Member of the Virginia House of Delegates
- In office 1948–1959
- In office 1940–1942

Virginia State Treasurer
- In office 1942–1947
- Governor: Colgate Darden
- Preceded by: Edwin B. Jones
- Succeeded by: Jesse W. Dillon

Personal details
- Born: William Tayloe Murphy May 6, 1901 Mount Holly, Virginia, U.S.
- Died: November 16, 1962 (aged 61) Warsaw, Virginia, U.S.
- Resting place: Yeocomico Episcopal Church Cemetery Kinsale, Virginia, U.S.
- Spouse: Katherine Griffith
- Children: 2, including W. Tayloe Jr.
- Alma mater: College of William and Mary
- Occupation: Politician; businessman; bank president;

= W. Tayloe Murphy =

American politician (1901–1962)

William Tayloe Murphy (May 6, 1901 – November 16, 1962) was an American politician and businessman from Virginia. He served in the Virginia House of Delegates from 1940 to 1942 and from 1948 to 1959. He was Virginia State Treasurer from 1942 to 1947.

==Early life==
William Tayloe Murphy was born on May 6, 1901, in Mount Holly, Westmoreland County, Virginia, to Mary (née Tayloe) and Robert Murphy. He was educated at Alexandria City High School and the College of William and Mary. He was a member of Pi Kappa Alpha fraternity.

==Career==
Murphy served as a member of the Virginia House of Delegates from 1940 to 1942. On June 1, 1942, he was appointed as state treasurer by Governor Colgate Darden, succeeding Edwin B. Jones. In 1948, he served again in the House of Delegates until his retirement in 1959. He was author of the Revenue Bond Act, a plan to finance the construction of a toll bridge system in eastern Virginia. He was chairman of the Chesapeake and its tributaries committee. He also served on the appropriations, game and inland fisheries, and insurance and banking committees. He served on the governor's advisory board and on the state advisory council on the Virginia economy.

Murphy was a member of the Warsaw Council and served as president of the Northern Neck State Bank in Warsaw for 20 years starting in 1939. He also served as chairman of the board at the Northern Neck State Bank before 1959. He was a trustee of the University of Virginia School of Business Administration and helped form the Northern Neck Regional Planning and Economic Development Commission.

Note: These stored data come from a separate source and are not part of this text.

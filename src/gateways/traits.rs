use crate::error::{AuthError, StoreError};
use crate::gateways::types::{AuthStatus, Session};
use crate::models::{Property, PropertyDraft, PropertyPatch};
use async_trait::async_trait;

/// CRUD access to the `properties` collection
/// Any hosted or local store can back the listing core by implementing this
#[async_trait]
pub trait PropertyStore: Send + Sync {
    /// Every row in the collection
    async fn select_all(&self) -> Result<Vec<Property>, StoreError>;

    /// Single row, `None` when no row has this id
    async fn select_by_id(&self, id: &str) -> Result<Option<Property>, StoreError>;

    /// Insert a row; the store assigns the id
    async fn insert(&self, draft: &PropertyDraft) -> Result<Property, StoreError>;

    /// Overwrite the supplied fields, `None` when no row has this id
    async fn update(&self, id: &str, patch: &PropertyPatch)
        -> Result<Option<Property>, StoreError>;

    /// Delete a row, returning whether one was removed
    async fn delete(&self, id: &str) -> Result<bool, StoreError>;

    /// Name of the backing store, for logs
    fn store_name(&self) -> &'static str;
}

/// Credential check and session lifecycle for operators
#[async_trait]
pub trait AuthGateway: Send + Sync {
    async fn sign_in(&self, email: &str, password: &str) -> Result<Session, AuthError>;

    async fn sign_out(&self) -> Result<(), AuthError>;

    /// Locally held session, if one has not expired
    async fn current_session(&self) -> Option<Session>;

    /// Confirm the local session with the service
    async fn verify(&self) -> AuthStatus;

    /// Local check only: a non-expired session is held
    fn is_authenticated(&self) -> bool;
}
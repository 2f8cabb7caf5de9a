use anyhow::{Context, Result};
use dotenvy::dotenv;
use std::env;
use std::time::Duration;

use crate::gateways::StoreOptions;
use crate::listings::FEATURED_LIMIT;

/// Application configuration loaded from environment variables
#[derive(Debug, Clone)]
pub struct Config {
    pub supabase_url: String,
    pub supabase_anon_key: String,
    pub properties_table: String,
    pub request_timeout: Duration,
    pub featured_limit: usize,
    pub admin_email: Option<String>,
    pub admin_password: Option<String>,
}

impl Config {
    /// Load configuration from environment variables
    pub fn from_env() -> Result<Self> {
        // Load .env file if present (development)
        let _ = dotenv();
        Self::from_lookup(|key| env::var(key).ok())
    }

    fn from_lookup(lookup: impl Fn(&str) -> Option<String>) -> Result<Self> {
        let timeout_secs: u64 = lookup("REQUEST_TIMEOUT_SECS")
            .unwrap_or_else(|| "10".to_string())
            .parse()
            .context("REQUEST_TIMEOUT_SECS must be a whole number of seconds")?;

        Ok(Self {
            supabase_url: lookup("SUPABASE_URL").context("SUPABASE_URL must be set")?,
            supabase_anon_key: lookup("SUPABASE_ANON_KEY")
                .context("SUPABASE_ANON_KEY must be set")?,
            properties_table: lookup("PROPERTIES_TABLE")
                .unwrap_or_else(|| "properties".to_string()),
            request_timeout: Duration::from_secs(timeout_secs),
            featured_limit: lookup("FEATURED_LIMIT")
                .map(|v| v.parse::<usize>())
                .transpose()
                .context("FEATURED_LIMIT must be a number")?
                .unwrap_or(FEATURED_LIMIT),
            admin_email: lookup("ADMIN_EMAIL"),
            admin_password: lookup("ADMIN_PASSWORD"),
        })
    }

    pub fn store_options(&self) -> StoreOptions {
        StoreOptions {
            table: self.properties_table.clone(),
            timeout: self.request_timeout,
            ..StoreOptions::new(&self.supabase_url, &self.supabase_anon_key)
        }
    }

    /// Operator credentials, when both halves are configured
    pub fn admin_credentials(&self) -> Option<(&str, &str)> {
        Some((self.admin_email.as_deref()?, self.admin_password.as_deref()?))
    }
}
use chrono::{DateTime, Utc};
use serde::{Deserialize, Serialize};
use std::time::Duration;

/// Connection parameters for a hosted store/auth project
#[derive(Debug, Clone)]
pub struct StoreOptions {
    /// Project base URL, e.g. `https://abc.supabase.co`
    pub url: String,
    /// Public (anon) API key sent with every request
    pub api_key: String,
    /// Table holding the listings
    pub table: String,
    /// Per-request HTTP timeout
    pub timeout: Duration,
}

impl StoreOptions {
    pub fn new(url: impl Into<String>, api_key: impl Into<String>) -> Self {
        Self {
            url: url.into().trim_end_matches('/').to_string(),
            api_key: api_key.into(),
            ..Self::default()
        }
    }
}

impl Default for StoreOptions {
    fn default() -> Self {
        Self {
            url: "http://localhost:54321".to_string(),
            api_key: String::new(),
            table: "properties".to_string(),
            timeout: Duration::from_secs(10),
        }
    }
}

#[derive(Debug, Clone, Copy, Default, Serialize, Deserialize, PartialEq, Eq)]
#[serde(rename_all = "lowercase")]
pub enum Role {
    #[default]
    Admin,
}

#[derive(Debug, Clone, Serialize, Deserialize, PartialEq)]
pub struct User {
    pub id: String,
    pub email: String,
    pub role: Role,
}

/// Signed-in operator session with an explicit expiry
#[derive(Debug, Clone, Serialize, Deserialize, PartialEq)]
pub struct Session {
    pub access_token: String,
    pub refresh_token: Option<String>,
    pub user: User,
    pub expires_at: DateTime<Utc>,
}

impl Session {
    pub fn is_expired(&self, now: DateTime<Utc>) -> bool {
        now >= self.expires_at
    }
}

/// Result of checking a session against the auth service
#[derive(Debug, Clone, PartialEq)]
pub enum AuthStatus {
    /// Token present and confirmed by the service
    Authenticated(Session),
    /// No local session
    Anonymous,
    /// Local session past its expiry
    Expired,
    /// Service refused the token
    Rejected,
    /// Token present but the service could not be reached to confirm it
    Unreachable { session: Session, reason: String },
}
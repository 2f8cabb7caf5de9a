use crate::listings::{CategoryFilter, EditTarget};

/// Pages the site exposes
#[derive(Debug, Clone, PartialEq, Eq)]
pub enum Route {
    Home,
    Properties { category: CategoryFilter },
    PropertyDetail { id: String },
    Login,
    AdminListings,
    AdminEdit(EditTarget),
}

impl Route {
    /// Parse a path such as `/properties?category=rent`
    ///
    /// An unrecognised category falls back to showing everything.
    pub fn parse(path: &str) -> Option<Self> {
        let (path, query) = path.split_once('?').unwrap_or((path, ""));
        let segments: Vec<&str> = path
            .trim_start_matches('#')
            .split('/')
            .filter(|s| !s.is_empty())
            .collect();

        match segments.as_slice() {
            [] => Some(Route::Home),
            ["properties"] => {
                let category = query
                    .split('&')
                    .filter_map(|pair| pair.split_once('='))
                    .find(|(key, _)| *key == "category")
                    .and_then(|(_, value)| value.parse().ok())
                    .unwrap_or_default();
                Some(Route::Properties { category })
            }
            ["properties", id] => Some(Route::PropertyDetail { id: id.to_string() }),
            ["login"] => Some(Route::Login),
            ["admin"] | ["admin", "listings"] => Some(Route::AdminListings),
            ["admin", "edit", param] => Some(Route::AdminEdit(EditTarget::from_route_param(param))),
            _ => None,
        }
    }

    pub fn path(&self) -> String {
        match self {
            Route::Home => "/".to_string(),
            Route::Properties {
                category: CategoryFilter::All,
            } => "/properties".to_string(),
            Route::Properties { category } => format!("/properties?category={}", category),
            Route::PropertyDetail { id } => format!("/properties/{}", id),
            Route::Login => "/login".to_string(),
            Route::AdminListings => "/admin/listings".to_string(),
            Route::AdminEdit(target) => format!("/admin/edit/{}", target.route_param()),
        }
    }

    /// Admin pages sit behind sign-in
    pub fn requires_auth(&self) -> bool {
        matches!(self, Route::AdminListings | Route::AdminEdit(_))
    }
}
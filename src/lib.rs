//! Listing data core for the Grandview real-estate site.
//!
//! Listings live in a hosted store behind [`gateways::PropertyStore`]; the
//! [`listings`] module fetches them, narrows them for the browse and home
//! pages, projects them onto the map and drives the admin editor.

pub mod access;
pub mod config;
pub mod error;
pub mod gateways;
pub mod listings;
pub mod models;
pub mod routes;

pub use error::{AuthError, ListingError, StoreError};
pub use models::{Category, Property, PropertyDraft, PropertyPatch};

Murphy succeeded Rodney M. Coggin as president of Tidewater Telephone Company. He served as president from July 1958 to 1962. He was director of the Virginia Independent Telephone Association, the Virginia Electric and Power Company and Standard Products Inc. He was a member of VEPCO's executive committee.

==Personal life==
Murphy married Katherine Bradford Griffith of Richmond County in 1924. They had two children, Ann Elmoine and W. Tayloe Jr. He was an Episcopalian. In 1942, he lived in Emmerton in Richmond.

In 1961, Murphy was diagnosed with cancer and he died a year later of it on November 16, 1962, at his home in Warsaw. He was buried in Yeocomico Episcopal Church Cemetery in Kinsale.

==Awards==
In 1961, Murphy was named Richmond County's outstanding citizen by the Richmond County Ruritan Club.